_WHAT THE TASK REQUIRES_: Copy out each line of the entries where the word "stderr" is present.

_INPUT DATA_:
________________________________________

//! Builder API for ergonomic registry construction.
//!
//! This module provides a fluent builder for catalogues assembled at
//! runtime and macros for catalogues declared as enums.

pub mod macros;
pub mod registry;

pub use registry::RegistryBuilder;
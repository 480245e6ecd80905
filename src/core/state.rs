//! Core State trait for registry endpoints.
//!
//! States are the nodes of a transition table. They are plain values
//! compared by equality and hashed into the registry's indexes.

use serde::{Deserialize, Serialize};
use std::fmt::Debug;
use std::hash::Hash;

/// Trait for the states a transition table connects.
///
/// # Required Traits
///
/// - `Clone`: States are copied into the registry's indexes
/// - `Eq` + `Hash`: States key the `(from, to)` lookup map
/// - `Debug`: States must be debuggable for diagnostics
/// - `Serialize` + `Deserialize`: States travel in reports and logs
///
/// # Example
///
/// ```rust
/// use phasemap::core::State;
/// use serde::{Deserialize, Serialize};
///
/// #[derive(Clone, PartialEq, Eq, Hash, Debug, Serialize, Deserialize)]
/// enum Phase {
///     Solid,
///     Liquid,
///     Gas,
/// }
///
/// impl State for Phase {
///     fn name(&self) -> &str {
///         match self {
///             Self::Solid => "Solid",
///             Self::Liquid => "Liquid",
///             Self::Gas => "Gas",
///         }
///     }
/// }
///
/// assert_eq!(Phase::Gas.name(), "Gas");
/// ```
pub trait State:
    Clone + Eq + Hash + Debug + Serialize + for<'de> Deserialize<'de> + Send + Sync
{
    /// Get the state's name for display/logging.
    fn name(&self) -> &str;
}

/// A type whose complete set of values is known up front.
///
/// Implemented by the enums that `state_enum!` and `transition_enum!`
/// generate. `ALL` lists every variant in declaration order.
pub trait Enumerable: Sized + 'static {
    const ALL: &'static [Self];
}

#[cfg(test)]
mod tests {
    use super::*;

    #[derive(Clone, Copy, PartialEq, Eq, Hash, Debug, Serialize, Deserialize)]
    enum TestState {
        Initial,
        Processing,
        Complete,
    }

    impl State for TestState {
        fn name(&self) -> &str {
            match self {
                Self::Initial => "Initial",
                Self::Processing => "Processing",
                Self::Complete => "Complete",
            }
        }
    }

    impl Enumerable for TestState {
        const ALL: &'static [Self] = &[Self::Initial, Self::Processing, Self::Complete];
    }

    #[test]
    fn state_name_returns_correct_value() {
        assert_eq!(TestState::Initial.name(), "Initial");
        assert_eq!(TestState::Processing.name(), "Processing");
        assert_eq!(TestState::Complete.name(), "Complete");
    }

    #[test]
    fn enumerable_lists_every_variant_in_order() {
        assert_eq!(
            TestState::ALL,
            &[
                TestState::Initial,
                TestState::Processing,
                TestState::Complete
            ]
        );
    }

    #[test]
    fn state_serializes_correctly() {
        let state = TestState::Initial;
        let json = serde_json::to_string(&state).unwrap();
        let deserialized: TestState = serde_json::from_str(&json).unwrap();
        assert_eq!(state, deserialized);
    }

    #[test]
    fn state_is_comparable() {
        assert_eq!(TestState::Processing, TestState::Processing);
        assert_ne!(TestState::Processing, TestState::Complete);
    }
}
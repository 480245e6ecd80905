//! Phasemap: validated transition tables for closed sets of states
//!
//! A transition table maps ordered `(from, to)` pairs of states to the one
//! named transition connecting them. Phasemap builds that table once from a
//! complete catalogue, rejects catalogues where two transitions claim the
//! same pair, and then answers lookups without further mutation.
//!
//! # Core Concepts
//!
//! - **State**: A member of a closed set, usually declared with `state_enum!`
//! - **Transition**: A named directed edge, declared with `transition_enum!`
//!   or supplied at runtime as a `NamedTransition`
//! - **Registry**: The immutable, validated lookup structure
//!
//! # Example
//!
//! ```rust
//! use phasemap::{state_enum, transition_enum, RegistryError, TransitionRegistry};
//!
//! state_enum! {
//!     pub enum Phase {
//!         Solid,
//!         Liquid,
//!         Gas,
//!     }
//! }
//!
//! transition_enum! {
//!     pub enum PhaseChange: Phase {
//!         Melt(Solid => Liquid),
//!         Freeze(Liquid => Solid),
//!         Boil(Liquid => Gas),
//!         Condense(Gas => Liquid),
//!         Sublime(Solid => Gas),
//!         Deposit(Gas => Solid),
//!     }
//! }
//!
//! let registry = TransitionRegistry::<PhaseChange>::from_catalogue()?;
//!
//! assert_eq!(registry.lookup(&Phase::Gas, &Phase::Solid), Some(&PhaseChange::Deposit));
//! assert_eq!(registry.lookup(&Phase::Solid, &Phase::Solid), None);
//! assert!(registry.is_complete(&[Phase::Solid, Phase::Liquid, Phase::Gas]));
//! # Ok::<(), RegistryError>(())
//! ```

pub mod builder;
pub mod core;
pub mod diagnostics;

// Re-export commonly used types
pub use crate::builder::RegistryBuilder;
pub use crate::core::{
    Enumerable, NamedTransition, RegistryError, State, Transition, TransitionRegistry,
};
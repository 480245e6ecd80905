//! Accumulating checks over transition catalogues.
//!
//! `TransitionRegistry::build` stops at the first inconsistency. The checks
//! here use Stillwater's `Validation` to collect every problem in one pass,
//! which is what you want when reporting on a hand-maintained catalogue.
//!
//! # Example
//!
//! ```rust
//! use phasemap::core::NamedTransition;
//! use phasemap::diagnostics::validate_catalogue;
//! use stillwater::validation::Validation;
//!
//! let catalogue = vec![
//!     NamedTransition::new("melt", "solid".to_string(), "liquid".to_string()),
//!     NamedTransition::new("thaw", "solid".to_string(), "liquid".to_string()),
//!     NamedTransition::new("melt", "gas".to_string(), "solid".to_string()),
//! ];
//!
//! match validate_catalogue(&catalogue) {
//!     Validation::Failure(errors) => assert_eq!(errors.len(), 2),
//!     Validation::Success(_) => panic!("catalogue has duplicates"),
//! }
//! ```

use crate::core::{RegistryError, State, Transition};
use std::collections::HashMap;
use stillwater::validation::Validation;
use stillwater::NonEmptyVec;

/// Check a catalogue for every duplicate pair and every duplicate name.
///
/// Each later transition that reuses a `(from, to)` pair is reported against
/// the first transition that claimed it. A catalogue that passes here builds
/// successfully.
pub fn validate_catalogue<'a, T, I>(transitions: I) -> Validation<(), NonEmptyVec<RegistryError>>
where
    T: Transition + 'a,
    I: IntoIterator<Item = &'a T>,
{
    let mut first_by_pair: HashMap<(&T::State, &T::State), &str> = HashMap::new();
    let mut names: HashMap<&str, usize> = HashMap::new();
    let mut checks: Vec<Validation<(), NonEmptyVec<RegistryError>>> = Vec::new();

    for transition in transitions {
        let pair = (transition.from(), transition.to());
        match first_by_pair.get(&pair) {
            Some(first) => checks.push(Validation::fail(RegistryError::DuplicateTransition {
                from: pair.0.name().to_string(),
                to: pair.1.name().to_string(),
                first: first.to_string(),
                second: transition.name().to_string(),
            })),
            None => {
                first_by_pair.insert(pair, transition.name());
            }
        }

        let seen = names.entry(transition.name()).or_insert(0);
        *seen += 1;
        // Report each repeated name once.
        if *seen == 2 {
            checks.push(Validation::fail(RegistryError::DuplicateName {
                name: transition.name().to_string(),
            }));
        }
    }

    Validation::all_vec(checks).map(|_| ())
}
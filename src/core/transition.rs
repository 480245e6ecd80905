//! Named directed edges between states.

use super::state::State;
use serde::{Deserialize, Serialize};
use std::fmt::Debug;

/// A named directed edge from one state to another.
///
/// Implemented by enums declared with `transition_enum!` and by
/// [`NamedTransition`] for catalogues assembled at runtime.
///
/// # Example
///
/// ```rust
/// use phasemap::core::Transition;
/// use phasemap::{state_enum, transition_enum};
///
/// state_enum! {
///     pub enum Phase { Solid, Liquid, Gas }
/// }
///
/// transition_enum! {
///     pub enum PhaseChange: Phase {
///         Melt(Solid => Liquid),
///         Freeze(Liquid => Solid),
///     }
/// }
///
/// assert_eq!(PhaseChange::Melt.name(), "Melt");
/// assert_eq!(PhaseChange::Melt.from(), &Phase::Solid);
/// assert_eq!(PhaseChange::Melt.to(), &Phase::Liquid);
/// ```
pub trait Transition: Debug {
    /// The state type this transition connects.
    type State: State;

    /// Unique name of the transition within its catalogue.
    fn name(&self) -> &str;

    /// Source state.
    fn from(&self) -> &Self::State;

    /// Destination state.
    fn to(&self) -> &Self::State;

    /// Whether the edge leads back to its own source.
    fn is_self_loop(&self) -> bool {
        self.from() == self.to()
    }
}

/// An owned `(name, from, to)` triple.
///
/// Use this when the catalogue comes from data rather than from an enum
/// declaration.
///
/// ```rust
/// use phasemap::core::{NamedTransition, Transition};
///
/// let melt = NamedTransition::new("MELT", "solid".to_string(), "liquid".to_string());
/// assert_eq!(melt.name(), "MELT");
/// assert!(!melt.is_self_loop());
/// ```
#[derive(Clone, Debug, PartialEq, Eq, Hash, Serialize, Deserialize)]
#[serde(bound = "")]
pub struct NamedTransition<S: State> {
    name: String,
    from: S,
    to: S,
}

impl<S: State> NamedTransition<S> {
    pub fn new(name: impl Into<String>, from: S, to: S) -> Self {
        Self {
            name: name.into(),
            from,
            to,
        }
    }
}

impl<S: State> Transition for NamedTransition<S> {
    type State = S;

    fn name(&self) -> &str {
        &self.name
    }

    fn from(&self) -> &S {
        &self.from
    }

    fn to(&self) -> &S {
        &self.to
    }
}

/// Plain strings make convenient states for data-driven catalogues.
impl State for String {
    fn name(&self) -> &str {
        self
    }
}
//! # nbcast-core
//!
//! Core conversion engine for nbcast: decodes Jupyter notebook documents
//! (nbformat 1 through 4) into one canonical cell model and dispatches each
//! cell to the most specific registered render function.
//!
//! The crate is format-agnostic: what gets written to the output sink is
//! decided entirely by the registered collaborators. The `nbcast-html` crate
//! provides the default HTML set.
//!
//! ## Example
//!
//! ```no_run
//! use std::sync::Arc;
//! use nbcast_core::{Converter, Pref, Renderer};
//! use nbcast_core::schema::CellType;
//! use nbcast_core::render::RenderCellRegistry;
//!
//! let mut renderer = Renderer::new();
//! renderer.register(
//!     Pref::for_type(CellType::Markdown),
//!     Arc::new(|w: &mut dyn std::io::Write, cell: &nbcast_core::Cell| {
//!         w.write_all(cell.text().as_bytes())?;
//!         Ok(())
//!     }),
//! );
//!
//! let source = std::fs::read("analysis.ipynb")?;
//! let mut out = Vec::new();
//! Converter::new(renderer).convert(&mut out, &source)?;
//! # Ok::<(), Box<dyn std::error::Error>>(())
//! ```

mod convert;
/// Multi-version decode engine and decoder registry.
pub mod decode;
/// Error types for decoding and rendering.
pub mod error;
/// Preference-based render dispatch.
pub mod render;
/// The canonical, version-independent notebook model.
pub mod schema;

pub use convert::{Converter, Extension};
pub use decode::{decode, register_decoder, Decoder, NotebookMetadata};
pub use error::{NbcastError, Result};
pub use render::{CellRenderer, CellWrapper, Pref, RenderCellFn, Renderer};
pub use schema::{Cell, CellType, MimeBundle, Notebook, Version};
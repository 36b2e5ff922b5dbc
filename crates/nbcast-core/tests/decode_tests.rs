//! Integration tests for the multi-version decode engine.
//!
//! Documents for every supported nbformat revision are decoded into the
//! canonical model and checked cell by cell: reported type, mime-type, text,
//! and the optional capabilities.

use nbcast_core::schema::mime;
use nbcast_core::schema::CellType;
use nbcast_core::{decode, Cell, NbcastError};

fn check_cell(cell: &Cell, cell_type: CellType, mime_type: &str, text: &str) {
    assert_eq!(cell.cell_type(), cell_type, "reported cell type");
    assert_eq!(cell.mime_type(), mime_type, "reported mime type");
    assert_eq!(cell.text(), text, "cell text");
}

#[test]
fn test_every_supported_version_decodes_all_cells() {
    let flat = |minor: u32| {
        format!(
            r#"{{
                "nbformat": 4, "nbformat_minor": {minor}, "metadata": {{}}, "cells": [
                    {{"cell_type": "markdown", "metadata": {{}}, "source": []}},
                    {{"cell_type": "markdown", "metadata": {{}}, "source": []}}
                ]
            }}"#
        )
    };
    let worksheets = |major: u32| {
        format!(
            r#"{{
                "nbformat": {major}, "nbformat_minor": 0, "metadata": {{}}, "worksheets": [
                    {{"cells": [
                        {{"cell_type": "markdown", "metadata": {{}}, "source": []}},
                        {{"cell_type": "markdown", "metadata": {{}}, "source": []}}
                    ]}},
                    {{"cells": [
                        {{"cell_type": "markdown", "metadata": {{}}, "source": []}}
                    ]}}
                ]
            }}"#
        )
    };

    let cases: Vec<(String, String, usize)> = (0..=5)
        .map(|minor| (format!("v4.{minor}"), flat(minor), 2))
        .chain((1..=3).map(|major| (format!("v{major}.0"), worksheets(major), 3)))
        .collect();

    for (name, json, n_cells) in cases {
        let notebook = decode(json.as_bytes())
            .unwrap_or_else(|err| panic!("{name}: decode failed: {err}"));
        assert_eq!(notebook.cells().len(), n_cells, "{name}: cell count");
        for cell in notebook.cells() {
            assert_eq!(cell.cell_type(), CellType::Markdown, "{name}");
        }
    }
}

#[test]
fn test_worksheet_order_is_preserved() {
    let json = br#"{
        "nbformat": 3, "nbformat_minor": 0, "metadata": {}, "worksheets": [
            {"cells": [{"cell_type": "markdown", "source": ["first"]}]},
            {"cells": [{"cell_type": "markdown", "source": ["second"]}]}
        ]
    }"#;

    let notebook = decode(json).unwrap();
    assert_eq!(notebook.cells()[0].text(), "first");
    assert_eq!(notebook.cells()[1].text(), "second");
}

#[test]
fn test_markdown_cell_with_attachments() {
    let json = br#"{
        "nbformat": 4, "nbformat_minor": 4, "metadata": {}, "cells": [
            {"cell_type": "markdown", "metadata": {}, "source": [
                "Look", " at ", "me: ![alt](attachment:photo.png)"
            ], "attachments": {
                "photo.png": {
                    "image/png": "base64-encoded-image-data"
                }
            }}
        ]
    }"#;

    let notebook = decode(json).unwrap();
    let cell = &notebook.cells()[0];
    check_cell(
        cell,
        CellType::Markdown,
        mime::MARKDOWN_TEXT,
        "Look at me: ![alt](attachment:photo.png)",
    );

    let attachments = cell.attachments().expect("attachments capability");
    let bundle = attachments
        .mime_bundle("photo.png")
        .expect("photo.png attachment");
    assert_eq!(bundle.mime_type(), "image/png");
    assert_eq!(bundle.text(), "base64-encoded-image-data");
}

#[test]
fn test_markdown_cell_without_attachments_lacks_the_capability() {
    let json = br#"{
        "nbformat": 4, "nbformat_minor": 4, "metadata": {}, "cells": [
            {"cell_type": "markdown", "metadata": {}, "source": ["plain"]}
        ]
    }"#;

    let notebook = decode(json).unwrap();
    assert!(notebook.cells()[0].attachments().is_none());
}

#[test]
fn test_raw_cell_mime_precedence() {
    let cases: &[(&str, &[u8], &str, &str)] = &[
        (
            "no explicit mime-type",
            br#"{
                "nbformat": 4, "nbformat_minor": 4, "metadata": {}, "cells": [
                    {"cell_type": "raw", "source": ["Plain as the nose on your face"]}
                ]
            }"#,
            mime::PLAIN_TEXT,
            "Plain as the nose on your face",
        ),
        (
            "metadata.format has specific mime-type",
            br#"{
                "nbformat": 4, "nbformat_minor": 4, "metadata": {}, "cells": [
                    {"cell_type": "raw", "metadata": {"format": "text/html"}, "source": ["<p>Hi, mom!</p>"]}
                ]
            }"#,
            "text/html",
            "<p>Hi, mom!</p>",
        ),
        (
            "metadata.raw_mimetype has specific mime-type",
            br#"{
                "nbformat": 4, "nbformat_minor": 4, "metadata": {}, "cells": [
                    {"cell_type": "raw", "metadata": {"raw_mimetype": "application/x-latex"}, "source": ["$$"]}
                ]
            }"#,
            "application/x-latex",
            "$$",
        ),
        (
            "format wins over raw_mimetype",
            br#"{
                "nbformat": 4, "nbformat_minor": 4, "metadata": {}, "cells": [
                    {"cell_type": "raw", "metadata": {"format": "text/restructuredtext", "raw_mimetype": "text/html"}, "source": [""]}
                ]
            }"#,
            "text/restructuredtext",
            "",
        ),
        (
            "v3 raw cell without mime-type",
            br#"{
                "nbformat": 3, "nbformat_minor": 0, "metadata": {}, "worksheets": [
                    {"cells": [
                        {"cell_type": "raw", "source": ["just passing through"]}
                    ]}
                ]
            }"#,
            mime::PLAIN_TEXT,
            "just passing through",
        ),
    ];

    for &(name, json, mime_type, text) in cases {
        let notebook = decode(json).unwrap_or_else(|err| panic!("{name}: {err}"));
        assert_eq!(notebook.cells().len(), 1, "{name}");
        check_cell(&notebook.cells()[0], CellType::Raw, mime_type, text);
    }
}

#[test]
fn test_code_cell_v4_reads_notebook_language() {
    let json = br#"{
        "nbformat": 4, "nbformat_minor": 4,
        "metadata": {"language_info": {"name": "javascript"}},
        "cells": [
            {
                "cell_type": "code", "execution_count": 5,
                "source": ["print('Hi, mom!')"], "outputs": [
                    {"output_type": "stream", "name": "stdout"},
                    {"output_type": "stream", "name": "stderr"}
                ]
            }
        ]
    }"#;

    let notebook = decode(json).unwrap();
    let cell = &notebook.cells()[0];
    check_cell(cell, CellType::Code, mime::CODE, "print('Hi, mom!')");
    assert_eq!(cell.language(), Some("javascript"));
    assert_eq!(cell.execution_count(), Some(5));
    assert_eq!(cell.outputs().map(<[Cell]>::len), Some(2));
}

#[test]
fn test_code_cell_v3_reads_cell_language_and_prompt_number() {
    let json = br#"{
        "nbformat": 3, "nbformat_minor": 0, "metadata": {}, "worksheets": [
            {"cells": [
                {
                    "cell_type": "code", "language": "javascript", "prompt_number": 5,
                    "input": ["print('Hi, mom!')"], "outputs": [
                        {"output_type": "stream", "stream": "stdout"},
                        {"output_type": "stream", "stream": "stderr"}
                    ]
                }
            ]}
        ]
    }"#;

    let notebook = decode(json).unwrap();
    let cell = &notebook.cells()[0];
    check_cell(cell, CellType::Code, mime::CODE, "print('Hi, mom!')");
    assert_eq!(cell.language(), Some("javascript"));
    assert_eq!(cell.execution_count(), Some(5));
    assert_eq!(cell.outputs().map(<[Cell]>::len), Some(2));
}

________________________________________

_EXPECTED ANSWER_:
                    {"output_type": "stream", "name": "stderr"}
                        {"output_type": "stream", "stream": "stderr"}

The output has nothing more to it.